Work item:
Nothing but the lines from the one containing "with their variants." through the last line of the data below should be returned, each copied exactly.
===== Source data =====
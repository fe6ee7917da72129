//! Catalog pagination for the Admin API.

use tracing::instrument;

use super::{
    ShopifyClient, ShopifyError,
    conversions::convert_catalog_page,
    queries::{MAX_PAGE_SIZE, PRODUCTS_EXPORT, PRODUCTS_EXPORT_QUERY, ProductsExportVariables},
    types::ProductsData,
};
use crate::export::CatalogPage;

impl ShopifyClient {
    /// Get one page of products with their variants.
    ///
    /// # Arguments
    ///
    /// * `search` - Product search expression
    /// * `after` - Cursor of the previous page, `None` for the first page
    ///
    /// # Errors
    ///
    /// Returns an error if the API request fails.
    #[instrument(skip(self, search))]
    pub async fn get_catalog_page(
        &self,
        search: &str,
        after: Option<&str>,
    ) -> Result<CatalogPage, ShopifyError> {
        let variables = ProductsExportVariables {
            first: MAX_PAGE_SIZE,
            after,
            query: search,
        };

        let data: ProductsData = self
            .execute(PRODUCTS_EXPORT, PRODUCTS_EXPORT_QUERY, variables)
            .await?;

        Ok(convert_catalog_page(data))
    }
}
=====
Problem solution:
    /// Get one page of products with their variants.
    ///
    /// # Arguments
    ///
    /// * `search` - Product search expression
    /// * `after` - Cursor of the previous page, `None` for the first page
    ///
    /// # Errors
    ///
    /// Returns an error if the API request fails.
    #[instrument(skip(self, search))]
    pub async fn get_catalog_page(
        &self,
        search: &str,
        after: Option<&str>,
    ) -> Result<CatalogPage, ShopifyError> {
        let variables = ProductsExportVariables {
            first: MAX_PAGE_SIZE,
            after,
            query: search,
        };

        let data: ProductsData = self
            .execute(PRODUCTS_EXPORT, PRODUCTS_EXPORT_QUERY, variables)
            .await?;

        Ok(convert_catalog_page(data))
    }
}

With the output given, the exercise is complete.